For whatever reason I ended up coming back down with a high school teacher from Anaheim.
We were chatting as we hiked when we decided to take a detour to Summit Lake.
As we were approaching the treeless flat area we were startled by a loud crack.
A sizeable chunk of a large swath of iced over snow remaining along the western shore snapped.
We saw it break lose and slam into the water.
Neither of us could get our iPhones out fast enough to record it but rest assured it is forever embedded in the only memory card than matters — our brains.
Our camera phones did record the sight and sounds of displaced water surging across the lake.
It includes water washing across shoreline rocks that were dry seconds before.
Ultimately it reached the waterfall at the edge of Summit Lake that was the head of a small tributary that would make it into large lakes some 1,500 feet below.
The water spilling doubled in size creating an impressive swishing down the rock lined canyon.
It’s part of nature’s yearly cycle.
I’m not too sure what it is called but when a glacier does the same thing at the edge of an ocean it’s called calving.
I’m sure seeing a glacier shedding a large chunk from aboard the deck of a cruise ship is awesome.
But it’s not as rewarding as seeing iced over snow do the same thing in literally your own backyard devoid of any signs of civilization in any direction save well-worn trails.
I won’t lie.
Sipping on semi-hot water from the bladder in your backpack in the exposed upper regions of the eastern Sierra loses its charm after six hours.
It also makes you realize just how good we have it.
Even in the third year of a crippling drought most of us in California can still turn on a kitchen faucet to fill a glass with cool, clean, and safe water.
Go back 120 years or so and being able to fill a glass from a faucet in a kitchen during a drought was a rarity as most had to go into the hot sun and “work” to get water to drink from a well.
Yet many of us today are unwillingly to even sacrifice having trophy turf for the common good during a drought that is trending in the wrong direction.

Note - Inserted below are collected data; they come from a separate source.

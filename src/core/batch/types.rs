//! Types for the batch processor

use crate::config::CacheConfig;
use crate::utils::error::Result;
use std::time::Duration;
use tokio::sync::oneshot;

/// Batch accumulation limits
#[derive(Debug, Clone)]
pub struct BatchConfig {
    /// Largest number of items handed to the batch function at once
    pub batch_size: usize,
    /// How long a batch stays open after its first item arrives
    pub timeout: Duration,
    /// Pending requests accepted before callers wait for queue space
    pub queue_max_size: usize,
}

impl Default for BatchConfig {
    fn default() -> Self {
        Self::from(&CacheConfig::default())
    }
}

impl From<&CacheConfig> for BatchConfig {
    fn from(config: &CacheConfig) -> Self {
        Self {
            batch_size: config.batch_size,
            timeout: config.batch_timeout(),
            queue_max_size: config.queue_max_size,
        }
    }
}

impl BatchConfig {
    pub fn with_batch_size(mut self, batch_size: usize) -> Self {
        self.batch_size = batch_size;
        self
    }

    pub fn with_timeout(mut self, timeout: Duration) -> Self {
        self.timeout = timeout;
        self
    }

    pub fn with_queue_max_size(mut self, queue_max_size: usize) -> Self {
        self.queue_max_size = queue_max_size;
        self
    }
}

/// One queued call: the input and the slot its caller is waiting on
///
/// Dropping the request without sending resolves the caller with a cancellation.
#[derive(Debug)]
pub struct BatchRequest<T, R> {
    pub item: T,
    pub slot: oneshot::Sender<Result<R>>,
}
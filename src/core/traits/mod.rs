//! Collaborator traits
//!
//! The engine never embeds, retrieves or batches on its own; callers plug
//! those operations in through these traits. Each one is implemented for
//! plain async closures, so `|text: String| async move { ... }` works
//! wherever an [`EmbeddingProvider`] is expected.

mod batch;
mod embedding;
mod retrieval;

pub use batch::BatchHandler;
pub use embedding::{BatchEmbedder, EmbeddingProvider, SyncEmbedder};
pub use retrieval::Retriever;
//! Batch function collaborator

use crate::utils::error::Result;
use async_trait::async_trait;
use std::future::Future;

/// Function processing a whole batch of items at once
///
/// Must return exactly one result per item, in item order.
#[async_trait]
pub trait BatchHandler<T, R>: Send + Sync
where
    T: Send + 'static,
    R: Send + 'static,
{
    async fn process_batch(&self, items: Vec<T>) -> Result<Vec<R>>;
}

#[async_trait]
impl<F, Fut, T, R> BatchHandler<T, R> for F
where
    F: Fn(Vec<T>) -> Fut + Send + Sync,
    Fut: Future<Output = Result<Vec<R>>> + Send + 'static,
    T: Send + 'static,
    R: Send + 'static,
{
    async fn process_batch(&self, items: Vec<T>) -> Result<Vec<R>> {
        self(items).await
    }
}
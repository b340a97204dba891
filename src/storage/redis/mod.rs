//! Redis storage implementation
//!
//! ## Module Structure
//!
//! - `pool` - Lazily established multiplexed connection and URL handling
//! - `cache` - [`RemoteStore`](super::remote::RemoteStore) operations (get, set, delete, flush, ping)
//! - `tests` - Module tests

mod cache;
mod pool;

pub use pool::RedisStore;
//! Redis key-value operations

use super::pool::RedisStore;
use crate::storage::remote::RemoteStore;
use crate::utils::error::Result;
use async_trait::async_trait;
use redis::AsyncCommands;
use std::time::Duration;
use tracing::debug;

#[async_trait]
impl RemoteStore for RedisStore {
    async fn get(&self, key: &str) -> Result<Option<Vec<u8>>> {
        let mut conn = self.get_connection().await?;
        let value: Option<Vec<u8>> = conn.get(key).await?;
        Ok(value)
    }

    async fn set(&self, key: &str, value: Vec<u8>, ttl: Option<Duration>) -> Result<()> {
        let mut conn = self.get_connection().await?;
        match ttl.filter(|ttl| !ttl.is_zero()) {
            Some(ttl) => {
                let millis = u64::try_from(ttl.as_millis()).unwrap_or(u64::MAX);
                let _: () = conn.pset_ex(key, value, millis).await?;
            }
            None => {
                let _: () = conn.set(key, value).await?;
            }
        }
        Ok(())
    }

    async fn delete(&self, key: &str) -> Result<()> {
        let mut conn = self.get_connection().await?;
        let _: () = conn.del(key).await?;
        Ok(())
    }

    async fn flush(&self) -> Result<()> {
        debug!("Flushing Redis database at {}", self.display_url());
        let mut conn = self.get_connection().await?;
        let _: () = redis::cmd("FLUSHDB").query_async(&mut conn).await?;
        Ok(())
    }

    async fn ping(&self) -> Result<()> {
        debug!("Performing Redis health check");
        let mut conn = self.get_connection().await?;
        let _: String = redis::cmd("PING").query_async(&mut conn).await?;
        Ok(())
    }
}
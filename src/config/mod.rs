//! Configuration management for the cache engine
//!
//! This module handles loading, validation, and management of cache configuration.

pub mod models;
pub mod validation;

pub use models::*;
pub use validation::Validate;

use crate::utils::error::{CacheError, Result};
use serde::{Deserialize, Serialize};
use std::path::Path;
use std::str::FromStr;
use tracing::{debug, info};

/// Prefix shared by every environment override
pub const ENV_PREFIX: &str = "RAGCACHE_";

/// Top-level configuration
#[derive(Debug, Clone, Default, Serialize, Deserialize)]
pub struct Config {
    /// Cache layers, backends and batching
    #[serde(default)]
    pub cache: CacheConfig,
    /// Logging configuration
    #[serde(default)]
    pub logging: LoggingConfig,
}

impl Config {
    /// Load configuration from a YAML file
    pub async fn from_file<P: AsRef<Path>>(path: P) -> Result<Self> {
        let path = path.as_ref();
        info!("Loading configuration from: {:?}", path);

        let content = tokio::fs::read_to_string(path)
            .await
            .map_err(|e| CacheError::Config(format!("Failed to read config file: {}", e)))?;

        let config: Config = serde_yaml::from_str(&content)
            .map_err(|e| CacheError::Config(format!("Failed to parse config: {}", e)))?;

        config.validate()?;

        debug!("Configuration loaded successfully");
        Ok(config)
    }

    /// Load configuration from environment variables (and a `.env` file, if present)
    pub fn from_env() -> Result<Self> {
        info!("Loading configuration from environment variables");
        let _ = dotenvy::dotenv();

        let mut config = Self::default();
        config.apply_env_overrides(|key| std::env::var(key).ok())?;

        config.validate()?;
        Ok(config)
    }

    /// Overlay `RAGCACHE_*` values returned by `lookup` onto this configuration
    pub fn apply_env_overrides<F>(&mut self, lookup: F) -> Result<()>
    where
        F: Fn(&str) -> Option<String>,
    {
        let var = |name: &str| lookup(&format!("{}{}", ENV_PREFIX, name));
        let cache = &mut self.cache;

        if let Some(v) = var("BACKEND") {
            cache.cache_backend = parse_env("BACKEND", &v)?;
        }
        if let Some(url) = var("REMOTE_URL").or_else(|| lookup("REDIS_URL")) {
            cache.remote_url = Some(url);
        }
        if let Some(v) = var("KEY_STRATEGY") {
            cache.cache_key_strategy = parse_env("KEY_STRATEGY", &v)?;
        }
        if let Some(v) = var("SEMANTIC_THRESHOLD") {
            cache.semantic_cache_threshold = parse_env("SEMANTIC_THRESHOLD", &v)?;
        }
        if let Some(v) = var("QUERY_CACHE_ENABLED") {
            cache.query_cache_enabled = parse_env("QUERY_CACHE_ENABLED", &v)?;
        }
        if let Some(v) = var("QUERY_CACHE_TTL") {
            cache.query_cache_ttl = Some(parse_env("QUERY_CACHE_TTL", &v)?);
        }
        if let Some(v) = var("EMBEDDING_CACHE_ENABLED") {
            cache.embedding_cache_enabled = parse_env("EMBEDDING_CACHE_ENABLED", &v)?;
        }
        if let Some(v) = var("EMBEDDING_CACHE_TTL") {
            cache.embedding_cache_ttl = Some(parse_env("EMBEDDING_CACHE_TTL", &v)?);
        }
        if let Some(v) = var("RESULT_CACHE_ENABLED") {
            cache.result_cache_enabled = parse_env("RESULT_CACHE_ENABLED", &v)?;
        }
        if let Some(v) = var("RESULT_CACHE_TTL") {
            cache.result_cache_ttl = Some(parse_env("RESULT_CACHE_TTL", &v)?);
        }
        if let Some(v) = var("COMPRESS") {
            cache.compress_cache = parse_env("COMPRESS", &v)?;
        }
        if let Some(v) = var("COMPRESSION_ALGORITHM") {
            cache.compression_algorithm = parse_env("COMPRESSION_ALGORITHM", &v)?;
        }
        if let Some(v) = var("BATCH_SIZE") {
            cache.batch_size = parse_env("BATCH_SIZE", &v)?;
        }
        if let Some(v) = var("BATCH_TIMEOUT_MS") {
            cache.batch_timeout_ms = parse_env("BATCH_TIMEOUT_MS", &v)?;
        }
        if let Some(v) = var("LOG_LEVEL") {
            self.logging.level = v;
        }
        if let Some(v) = var("LOG_JSON") {
            self.logging.json = parse_env("LOG_JSON", &v)?;
        }

        Ok(())
    }

    /// Validate the entire configuration
    pub fn validate(&self) -> Result<()> {
        debug!("Validating configuration");

        self.cache
            .validate()
            .map_err(|e| CacheError::Config(format!("Cache config error: {}", e)))?;

        self.logging
            .validate()
            .map_err(|e| CacheError::Config(format!("Logging config error: {}", e)))?;

        debug!("Configuration validation completed");
        Ok(())
    }

    /// Convert to YAML string
    pub fn to_yaml(&self) -> Result<String> {
        serde_yaml::to_string(self)
            .map_err(|e| CacheError::Config(format!("Failed to serialize config to YAML: {}", e)))
    }
}

fn parse_env<T>(name: &str, value: &str) -> Result<T>
where
    T: FromStr,
    T::Err: std::fmt::Display,
{
    value.trim().parse().map_err(|e: T::Err| {
        CacheError::Config(format!("Invalid {}{}: {}", ENV_PREFIX, name, e))
    })
}
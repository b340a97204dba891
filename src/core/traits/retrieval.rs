//! Retrieval collaborator

use crate::utils::error::Result;
use async_trait::async_trait;
use std::future::Future;

/// Vector search over the document index
///
/// `P` is whatever payload the pipeline hands to answer synthesis
/// (document chunks, scores, ...); it is cached as-is by the result cache.
#[async_trait]
pub trait Retriever<P>: Send + Sync
where
    P: Send + 'static,
{
    async fn retrieve(&self, embedding: Vec<f32>) -> Result<P>;
}

#[async_trait]
impl<F, Fut, P> Retriever<P> for F
where
    F: Fn(Vec<f32>) -> Fut + Send + Sync,
    Fut: Future<Output = Result<P>> + Send + 'static,
    P: Send + 'static,
{
    async fn retrieve(&self, embedding: Vec<f32>) -> Result<P> {
        self(embedding).await
    }
}
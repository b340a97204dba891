//! Cache backend enum with dispatch methods

use super::hybrid::HybridBackend;
use super::memory::MemoryBackend;
use super::remote::{RemoteBackend, RemoteStore};
use crate::config::{BackendKind, CacheConfig};
use crate::utils::error::{CacheError, Result};
use bytes::Bytes;
use std::sync::Arc;
use std::time::Duration;
use tracing::info;

/// Key-value storage behind one cache layer
#[derive(Debug)]
pub enum CacheBackend {
    /// In-process LRU with TTL
    Memory(MemoryBackend),
    /// Remote key-value store
    Remote(RemoteBackend),
    /// Memory in front of remote
    Hybrid(HybridBackend),
}

impl CacheBackend {
    /// Build the backend selected by `config` for a layer with the given budget and TTL
    pub fn from_config(config: &CacheConfig, size_mb: u64, ttl: Option<Duration>) -> Result<Self> {
        let max_items = config.max_items(size_mb);
        info!(
            "Initializing {} cache backend ({} items, ttl {:?})",
            config.cache_backend, max_items, ttl
        );

        let memory = MemoryBackend::new(max_items, ttl);
        match config.cache_backend {
            BackendKind::Memory => Ok(CacheBackend::Memory(memory)),
            BackendKind::Remote => Ok(CacheBackend::Remote(Self::remote_from_config(config)?)),
            BackendKind::Hybrid => Ok(CacheBackend::Hybrid(HybridBackend::new(
                memory,
                Self::remote_from_config(config)?,
            ))),
        }
    }

    /// In-memory backend
    pub fn memory(max_items: usize, default_ttl: Option<Duration>) -> Self {
        CacheBackend::Memory(MemoryBackend::new(max_items, default_ttl))
    }

    /// Remote backend over an existing store client
    pub fn remote(store: Arc<dyn RemoteStore>, config: &CacheConfig) -> Self {
        CacheBackend::Remote(RemoteBackend::new(store, config.compression()))
    }

    fn remote_from_config(config: &CacheConfig) -> Result<RemoteBackend> {
        let url = config
            .remote_url
            .as_deref()
            .filter(|url| !url.is_empty())
            .ok_or_else(|| {
                CacheError::config(format!(
                    "The {} cache backend requires remote_url",
                    config.cache_backend
                ))
            })?;

        Ok(RemoteBackend::new(
            connect_remote(url)?,
            config.compression(),
        ))
    }

    /// Get a value
    pub async fn get(&self, key: &str) -> Result<Option<Bytes>> {
        match self {
            CacheBackend::Memory(backend) => backend.get(key).await,
            CacheBackend::Remote(backend) => backend.get(key).await,
            CacheBackend::Hybrid(backend) => backend.get(key).await,
        }
    }

    /// Store a value; see each variant for how a missing TTL is treated
    pub async fn set(&self, key: &str, value: Bytes, ttl: Option<Duration>) -> Result<()> {
        match self {
            CacheBackend::Memory(backend) => backend.set(key, value, ttl).await,
            CacheBackend::Remote(backend) => backend.set(key, value, ttl).await,
            CacheBackend::Hybrid(backend) => backend.set(key, value, ttl).await,
        }
    }

    /// Delete a value
    pub async fn delete(&self, key: &str) -> Result<()> {
        match self {
            CacheBackend::Memory(backend) => backend.delete(key).await,
            CacheBackend::Remote(backend) => backend.delete(key).await,
            CacheBackend::Hybrid(backend) => backend.delete(key).await,
        }
    }

    /// Remove every entry
    pub async fn clear(&self) -> Result<()> {
        match self {
            CacheBackend::Memory(backend) => backend.clear().await,
            CacheBackend::Remote(backend) => backend.clear().await,
            CacheBackend::Hybrid(backend) => backend.clear().await,
        }
    }

    /// Health check
    pub async fn health_check(&self) -> Result<()> {
        match self {
            CacheBackend::Memory(_) => Ok(()),
            CacheBackend::Remote(backend) => backend.health_check().await,
            CacheBackend::Hybrid(backend) => backend.health_check().await,
        }
    }

    pub fn kind(&self) -> BackendKind {
        match self {
            CacheBackend::Memory(_) => BackendKind::Memory,
            CacheBackend::Remote(_) => BackendKind::Remote,
            CacheBackend::Hybrid(_) => BackendKind::Hybrid,
        }
    }
}

#[cfg(feature = "redis")]
fn connect_remote(url: &str) -> Result<Arc<dyn RemoteStore>> {
    Ok(Arc::new(super::redis::RedisStore::new(url)?))
}

#[cfg(not(feature = "redis"))]
fn connect_remote(_url: &str) -> Result<Arc<dyn RemoteStore>> {
    Err(CacheError::config(
        "Remote cache backends require the `redis` feature",
    ))
}
//! Cache key derivation

use crate::utils::error::{CacheError, Result};
use once_cell::sync::Lazy;
use regex::Regex;
use sha2::{Digest, Sha256};

static PUNCTUATION: Lazy<Regex> =
    Lazy::new(|| Regex::new(r"[^\w\s]").expect("Invalid punctuation regex"));

/// Words dropped by query normalization
pub const STOP_WORDS: &[&str] = &[
    "the", "is", "a", "an", "and", "or", "to", "of", "in", "for", "on", "how", "what",
];

/// Decimal places kept when keying on an embedding
pub const EMBEDDING_KEY_PRECISION: i32 = 6;

/// Hex SHA-256 digest of `text`
pub fn hash_key(text: &str) -> String {
    let mut hasher = Sha256::new();
    hasher.update(text.as_bytes());
    format!("{:x}", hasher.finalize())
}

/// Lowercase, strip punctuation, collapse whitespace and drop stop words
pub fn normalize_query(query: &str) -> String {
    let lowered = query.trim().to_lowercase();
    let stripped = PUNCTUATION.replace_all(&lowered, "");
    stripped
        .split_whitespace()
        .filter(|token| !STOP_WORDS.contains(token))
        .collect::<Vec<_>>()
        .join(" ")
}

/// Hash of the embedding rounded to [`EMBEDDING_KEY_PRECISION`] places
///
/// Rounding absorbs float noise between repeated embedding calls for the same input.
/// NaN and infinite components are rejected, as JSON would render them all as `null`.
pub fn embedding_key(embedding: &[f32]) -> Result<String> {
    if let Some(position) = embedding.iter().position(|v| !v.is_finite()) {
        return Err(CacheError::embedding(format!(
            "Embedding component {} is not finite",
            position
        )));
    }
    let scale = 10f64.powi(EMBEDDING_KEY_PRECISION);
    let rounded: Vec<f64> = embedding
        .iter()
        .map(|v| {
            let r = (f64::from(*v) * scale).round() / scale;
            // -0.0 and 0.0 must share a key
            if r == 0.0 { 0.0 } else { r }
        })
        .collect();
    Ok(hash_key(&serde_json::to_string(&rounded)?))
}

/// Prefix a digest with its layer namespace
pub(crate) fn namespaced(namespace: &str, digest: &str) -> String {
    format!("{}:{}", namespace, digest)
}
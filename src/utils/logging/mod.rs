//! Logging bootstrap
//!
//! Installs the global `tracing` subscriber used by the binary and by
//! embedding applications that do not bring their own.

use crate::config::LoggingConfig;
use tracing_subscriber::EnvFilter;

/// Install a fmt subscriber honouring `RUST_LOG`, falling back to the configured level.
///
/// Returns `false` when a global subscriber was already installed.
pub fn init_tracing(config: &LoggingConfig) -> bool {
    let filter = EnvFilter::try_from_default_env()
        .or_else(|_| EnvFilter::try_new(config.level.to_lowercase()))
        .unwrap_or_else(|_| EnvFilter::new("info"));

    let builder = tracing_subscriber::fmt()
        .with_env_filter(filter)
        .with_target(false)
        .with_thread_ids(false);

    let installed = if config.json {
        builder.json().try_init()
    } else {
        builder.try_init()
    };

    installed.is_ok()
}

The drought meant I was hiking amid high level scenery scarcely dotted with the white stuff. It was much worse that in recent drought years of the past decade.
It also meant wildflowers were blooming sooner in the higher elevations.
I soon found out it meant more mosquitoes, flies (especially the biting kind), and other insects than I’ve ever encountered before.
I was happy that I decided to dole out $10.99 for a four-ounce spray pump bottle of 100 Max Deet spray at Big 5 Sporting Goods a week prior.
Even with the 100 Max Deet there were hours during each day’s hike where I walked with mosquitoes and flies buzzing my head non-stop and trying to land on the few places on my face that were Deet free.
Altogether, I spit out a half dozen that managed to make it into my mouth during heavy breathing on steep trail sections. I’m not exactly sure about another two that likely suffered the same fate as if they had entered the mouth of a frog.
Still every breath, every sight, and every moment of simply taking in creation was more than worth it.
As for that baked concoction sunscreen, sweat, and Deet, I started out that day using only 50 percent Deet. I broke out the expensive stuff when that failed to do the trick.
To be honest, until I added the 100 Deet to the sunscreen and 50 percent Deet it wasn’t all that bad.
But the combination thereof made me appreciate a shower at day’s end as I did 100-mile views from atop mountain peaks.